Derivation of Unscented Kalman Filter (UKF)

Linearization of non-linear dynamics/observation in the EKF is a clever trick to use the KF equations. We approximate a new linear function from non-linear function around one point i.e. the mean of the Gaussian. However, there is still a better way to approximate it, say we approximate around multiple points. This is the inituition behind the powerful method called Unscented Kalman Filter (UKF). We take some points on source Gaussian and map them on target Gaussian after passing points through some non linear function and then we calculate the new mean and variance of transformed Gaussian. These special set of points are called "Sigma points". It can be very difficult to transform whole state distribution (computationally expensive) through a non linear function but it is very easy to transform some individual points.

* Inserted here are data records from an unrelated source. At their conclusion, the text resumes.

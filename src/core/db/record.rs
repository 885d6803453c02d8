//! MySQL row to JSON record conversion.

use base64::{Engine, engine::general_purpose::STANDARD};
use chrono::{DateTime, NaiveDate, NaiveDateTime, NaiveTime, Utc};
use serde_json::Value;
use sqlx::mysql::MySqlRow;
use sqlx::{Column, Row, TypeInfo, ValueRef};

use super::Record;

/// Layout used for DATETIME columns.
pub const DATETIME_FORMAT: &str = "%Y-%m-%dT%H:%M:%S";

/// Convert a row into a record keyed by column name.
pub fn row_to_record(row: &MySqlRow) -> Record {
    let mut record = Record::new();
    for (i, column) in row.columns().iter().enumerate() {
        record.insert(
            column.name().to_string(),
            column_value(row, i, column.type_info().name()),
        );
    }
    record
}

/// How a column is decoded, keyed off the MySQL type name.
#[derive(Debug, Clone, Copy, PartialEq, Eq)]
enum ColumnKind {
    Bool,
    Signed,
    Unsigned,
    Float,
    Date,
    DateTime,
    Timestamp,
    Time,
    Json,
    Binary,
    Text,
}

fn column_kind(type_name: &str) -> ColumnKind {
    match type_name {
        "BOOLEAN" => ColumnKind::Bool,
        "TINYINT" | "SMALLINT" | "MEDIUMINT" | "INT" | "BIGINT" | "YEAR" => ColumnKind::Signed,
        t if t.ends_with("UNSIGNED") => ColumnKind::Unsigned,
        "FLOAT" | "DOUBLE" => ColumnKind::Float,
        "DATE" => ColumnKind::Date,
        "DATETIME" => ColumnKind::DateTime,
        "TIMESTAMP" => ColumnKind::Timestamp,
        "TIME" => ColumnKind::Time,
        "JSON" => ColumnKind::Json,
        "BINARY" | "VARBINARY" | "BLOB" | "TINYBLOB" | "MEDIUMBLOB" | "LONGBLOB" => {
            ColumnKind::Binary
        }
        // Text, ENUM, DECIMAL and anything unrecognised.
        _ => ColumnKind::Text,
    }
}

fn column_value(row: &MySqlRow, i: usize, type_name: &str) -> Value {
    let is_null = row.try_get_raw(i).map(|v| v.is_null()).unwrap_or(true);
    resolve(
        is_null,
        || typed_value(row, i, column_kind(type_name)),
        || row.try_get_unchecked::<String, _>(i).ok(),
    )
}

/// NULL wins; otherwise the typed decode, falling back to the raw text.
fn resolve(
    is_null: bool,
    typed: impl FnOnce() -> Option<Value>,
    text: impl FnOnce() -> Option<String>,
) -> Value {
    if is_null {
        return Value::Null;
    }
    typed().unwrap_or_else(|| text().map(Value::String).unwrap_or(Value::Null))
}

fn typed_value(row: &MySqlRow, i: usize, kind: ColumnKind) -> Option<Value> {
    match kind {
        ColumnKind::Bool => row.try_get::<bool, _>(i).ok().map(Value::Bool),
        ColumnKind::Signed => row.try_get::<i64, _>(i).ok().map(Value::from),
        ColumnKind::Unsigned => row.try_get::<u64, _>(i).ok().map(Value::from),
        ColumnKind::Float => row.try_get::<f64, _>(i).ok().map(Value::from),
        ColumnKind::Date => row.try_get::<NaiveDate, _>(i).ok().map(date_value),
        ColumnKind::DateTime => row.try_get::<NaiveDateTime, _>(i).ok().map(datetime_value),
        ColumnKind::Timestamp => row.try_get::<DateTime<Utc>, _>(i).ok().map(timestamp_value),
        ColumnKind::Time => row
            .try_get::<NaiveTime, _>(i)
            .ok()
            .map(|t| Value::String(t.format("%H:%M:%S").to_string())),
        ColumnKind::Json => row.try_get::<Value, _>(i).ok(),
        ColumnKind::Binary => row.try_get::<Vec<u8>, _>(i).ok().map(|b| binary_value(&b)),
        ColumnKind::Text => None,
    }
}

fn date_value(d: NaiveDate) -> Value {
    Value::String(d.format("%Y-%m-%d").to_string())
}

fn datetime_value(dt: NaiveDateTime) -> Value {
    Value::String(dt.format(DATETIME_FORMAT).to_string())
}

fn timestamp_value(dt: DateTime<Utc>) -> Value {
    Value::String(dt.to_rfc3339())
}

fn binary_value(bytes: &[u8]) -> Value {
    Value::String(STANDARD.encode(bytes))
}

#[cfg(test)]
mod tests {
    use super::*;
    use chrono::TimeZone;
    use serde_json::json;

    #[test]
    fn test_column_kinds() {
        assert_eq!(column_kind("INT"), ColumnKind::Signed);
        assert_eq!(column_kind("BIGINT UNSIGNED"), ColumnKind::Unsigned);
        assert_eq!(column_kind("DATE"), ColumnKind::Date);
        assert_eq!(column_kind("DATETIME"), ColumnKind::DateTime);
        assert_eq!(column_kind("TIMESTAMP"), ColumnKind::Timestamp);
        assert_eq!(column_kind("MEDIUMBLOB"), ColumnKind::Binary);
        for text in ["VARCHAR", "TEXT", "ENUM", "DECIMAL", "GEOMETRY"] {
            assert_eq!(column_kind(text), ColumnKind::Text, "{text}");
        }
    }

    #[test]
    fn test_null_short_circuits_decoding() {
        let value = resolve(
            true,
            || panic!("typed decode on NULL"),
            || panic!("text decode on NULL"),
        );
        assert_eq!(value, Value::Null);
    }

    #[test]
    fn test_text_fallback() {
        assert_eq!(resolve(false, || None, || Some("12.50".into())), json!("12.50"));
        assert_eq!(resolve(false, || None, || None), Value::Null);
        assert_eq!(resolve(false, || Some(json!(7)), || Some("7".into())), json!(7));
    }

    #[test]
    fn test_temporal_and_binary_formats() {
        let date = NaiveDate::from_ymd_opt(2025, 8, 27).unwrap();
        assert_eq!(date_value(date), json!("2025-08-27"));

        let dt = date.and_hms_opt(13, 30, 5).unwrap();
        assert_eq!(datetime_value(dt), json!("2025-08-27T13:30:05"));

        let ts = Utc.with_ymd_and_hms(2025, 8, 27, 4, 30, 0).unwrap();
        assert_eq!(timestamp_value(ts), json!("2025-08-27T04:30:00+00:00"));

        assert_eq!(binary_value(b"smu"), json!("c211"));
    }
}
//! Canned responses for a fixed set of keywords.
//!
//! The table ships embedded in the binary and can be replaced at startup
//! with a JSON object file (`MCP_SPECIAL_KEYWORDS_PATH`).

use futures::FutureExt;
use rmcp::{
    ErrorData as McpError,
    handler::server::tool::{ToolCallContext, ToolRoute, schema_for_type},
    model::{CallToolResult, Tool},
};
use schemars::JsonSchema;
use serde::{Deserialize, Serialize};
use std::collections::BTreeMap;
use std::path::Path;
use std::sync::Arc;
use tracing::{debug, info, instrument};

use crate::domains::tools::ToolError;
use crate::domains::tools::definitions::common::{
    error_result, parse_arguments, structured_result,
};

#[cfg(feature = "http")]
use crate::domains::tools::definitions::common::{parse_http_arguments, to_http_value};

const EMBEDDED_KEYWORDS: &str = include_str!("../../../../../data/special_keywords.json");

/// Keyword to response table.
#[derive(Debug, Clone, PartialEq, Eq, Deserialize)]
#[serde(transparent)]
pub struct SpecialKeywords(BTreeMap<String, String>);

impl SpecialKeywords {
    /// The table compiled into the binary.
    pub fn embedded() -> Result<Self, ToolError> {
        Self::from_json(EMBEDDED_KEYWORDS)
    }

    /// Parse a JSON object of `keyword: response` pairs.
    pub fn from_json(json: &str) -> Result<Self, ToolError> {
        serde_json::from_str(json)
            .map_err(|e| ToolError::internal(format!("Invalid special keywords table: {}", e)))
    }

    /// Load from `path` when given, otherwise use the embedded table.
    pub fn load(path: Option<&Path>) -> Result<Self, ToolError> {
        match path {
            Some(path) => {
                debug!("Loading special keywords from {}", path.display());
                let json = std::fs::read_to_string(path).map_err(|e| {
                    ToolError::internal(format!(
                        "Failed to read special keywords from {}: {}",
                        path.display(),
                        e
                    ))
                })?;
                Self::from_json(&json)
            }
            None => Self::embedded(),
        }
    }

    pub fn get(&self, keyword: &str) -> Option<&str> {
        self.0.get(keyword).map(String::as_str)
    }

    pub fn len(&self) -> usize {
        self.0.len()
    }

    pub fn is_empty(&self) -> bool {
        self.0.is_empty()
    }
}

/// Parameters for the keyword lookup.
#[derive(Debug, Clone, Deserialize, JsonSchema)]
pub struct SpecialKeywordsParams {
    #[schemars(description = "Keyword to look up")]
    pub keyword: String,
}

/// Lookup result.
#[derive(Debug, Serialize, JsonSchema)]
pub struct SpecialKeywordAnswer {
    pub keyword: String,
    pub response: String,
}

/// Special keyword lookup tool.
pub struct SpecialKeywordsTool;

impl SpecialKeywordsTool {
    pub const NAME: &'static str = "query_special_keywords";

    pub const DESCRIPTION: &'static str =
        "Return the predefined response for a special keyword. Unknown keywords are an error.";

    #[instrument(skip_all, fields(keyword = %params.keyword))]
    pub fn execute(params: &SpecialKeywordsParams, keywords: &SpecialKeywords) -> CallToolResult {
        match keywords.get(&params.keyword) {
            Some(response) => {
                info!("Special keyword hit");
                let answer = SpecialKeywordAnswer {
                    keyword: params.keyword.clone(),
                    response: response.to_string(),
                };
                structured_result(answer.response.clone(), &answer)
            }
            None => error_result(&format!("Unknown special keyword: {}", params.keyword)),
        }
    }

    #[cfg(feature = "http")]
    pub fn http_handler(
        arguments: serde_json::Value,
        keywords: &SpecialKeywords,
    ) -> Result<serde_json::Value, ToolError> {
        let params: SpecialKeywordsParams = parse_http_arguments(arguments)?;
        to_http_value(&Self::execute(&params, keywords))
    }

    pub fn to_tool() -> Tool {
        Tool {
            name: Self::NAME.into(),
            description: Some(Self::DESCRIPTION.into()),
            input_schema: schema_for_type::<SpecialKeywordsParams>().into(),
            annotations: None,
            output_schema: Some(schema_for_type::<SpecialKeywordAnswer>().into()),
            icons: None,
            meta: None,
            title: None,
        }
    }

    pub fn create_route<S>(keywords: Arc<SpecialKeywords>) -> ToolRoute<S>
    where
        S: Send + Sync + 'static,
    {
        ToolRoute::new_dyn(Self::to_tool(), move |ctx: ToolCallContext<'_, S>| {
            let args = ctx.arguments.clone().unwrap_or_default();
            let keywords = keywords.clone();
            async move {
                let params: SpecialKeywordsParams = parse_arguments(args)?;
                Ok::<_, McpError>(Self::execute(&params, &keywords))
            }
            .boxed()
        })
    }
}

#[cfg(test)]
mod tests {
    use super::*;
    use crate::domains::tools::definitions::common::test_support::*;
    use std::io::Write;

    #[test]
    fn test_embedded_table() {
        let keywords = SpecialKeywords::embedded().unwrap();
        assert_eq!(keywords.len(), 5);
        assert_eq!(keywords.get("김정찬"), Some("해적왕이 될 사람이다."));
    }

    #[test]
    fn test_known_keyword() {
        let keywords = SpecialKeywords::embedded().unwrap();
        let params = SpecialKeywordsParams {
            keyword: "김진석".into(),
        };
        let result = SpecialKeywordsTool::execute(&params, &keywords);
        assert!(!is_error(&result));
        assert_eq!(first_text(&result), "군인이 될 사람이다.");
        assert_eq!(structured(&result)["keyword"], "김진석");
    }

    #[test]
    fn test_unknown_keyword() {
        let keywords = SpecialKeywords::embedded().unwrap();
        let params = SpecialKeywordsParams {
            keyword: "홍길동".into(),
        };
        let result = SpecialKeywordsTool::execute(&params, &keywords);
        assert!(is_error(&result));
        assert_eq!(first_text(&result), "Unknown special keyword: 홍길동");
    }

    #[test]
    fn test_load_override_file() {
        let mut file = tempfile::NamedTempFile::new().unwrap();
        write!(file, r#"{{"campus": "Seoul and Cheonan"}}"#).unwrap();

        let keywords = SpecialKeywords::load(Some(file.path())).unwrap();
        assert_eq!(keywords.len(), 1);
        assert_eq!(keywords.get("campus"), Some("Seoul and Cheonan"));
        assert_eq!(keywords.get("김진석"), None);
    }

    #[test]
    fn test_load_rejects_non_object() {
        let mut file = tempfile::NamedTempFile::new().unwrap();
        write!(file, "[1, 2, 3]").unwrap();
        assert!(SpecialKeywords::load(Some(file.path())).is_err());
    }
}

These sigma points are the representatives of whole distribution.


Unscented Transform

Consider a non-linear function $z = f(x)$ for a random variable $\mathbb{R}^n \ni x \sim N(\mu, \Sigma)$. Then the sigma points are computed as, \begin{align*} x^{(i)} &= \mu + \sqrt{n\Sigma_i}^T \\ x^{(n+i)} &= \mu - \sqrt{n\Sigma_i}^T \\ \textrm{for } &i = 1, ..., n \tag{1} \end{align*} where $\sqrt{n\Sigma_i}$ is the $i^{th}$ row of the matrix $\sqrt{n\Sigma}$. The matrix square root is computed using the Cholesky decomposition - if we can decompose $\Sigma = S S^T$, then $ S = \sqrt{\Sigma}$. There are $2n$ sigma points for an $n$-dimensional Gaussian. Each sigma point is assigned an equal weight, \begin{equation*} w^{(i)} = \frac{1}{2n} \tag{2} \end{equation*} Each sigma point is then transformed with a non-linear function $f$ to get the transformed sigma points $z^{(i)} = f(x^{(i)})$. The mean and covariance of the transformed points can be computed as, \begin{align*} \mu_z &= \sum_{i=1}^{2n} w^{(i)} z^{(i)} = \sum_{i=1}^{2n} w^{(i)} f(x^{(i)}) \tag{3}\\ \Sigma_z &= \sum_{i=1}^{2n} w^{(i)} (z^{(i)} - \mu_z) (z^{(i)} - \mu_z)^T = \sum_{i=1}^{2n} w^{(i)} (f(x^{(i)}) - \mu_z) (f(x^{(i)}) - \mu_z)^T \tag{4} \end{align*}
The Unscented Transform gives us a way to accurately estimate the mean and covariance of the transformed distribution through a nonlinearity. We can use the UT to modify the EKF to make it a more accurate state estimator. The resultant algorithm is called the Unscented Kalman Filter (UKF). The UT can aslo be modified in varied ways through the inclusion of mean as one of the sigma points and the scaling factor.

Consider a non-linear dynamical system with non-linear observations, \begin{align*} x_{k+1} &= f(x_k, u_k) + \epsilon \\ y_k &= g(x_k) + \upsilon \end{align*} where noise vectors $\epsilon \sim N(0,R)$ and $\upsilon \sim N(0,Q)$ are defined similar to Part 3.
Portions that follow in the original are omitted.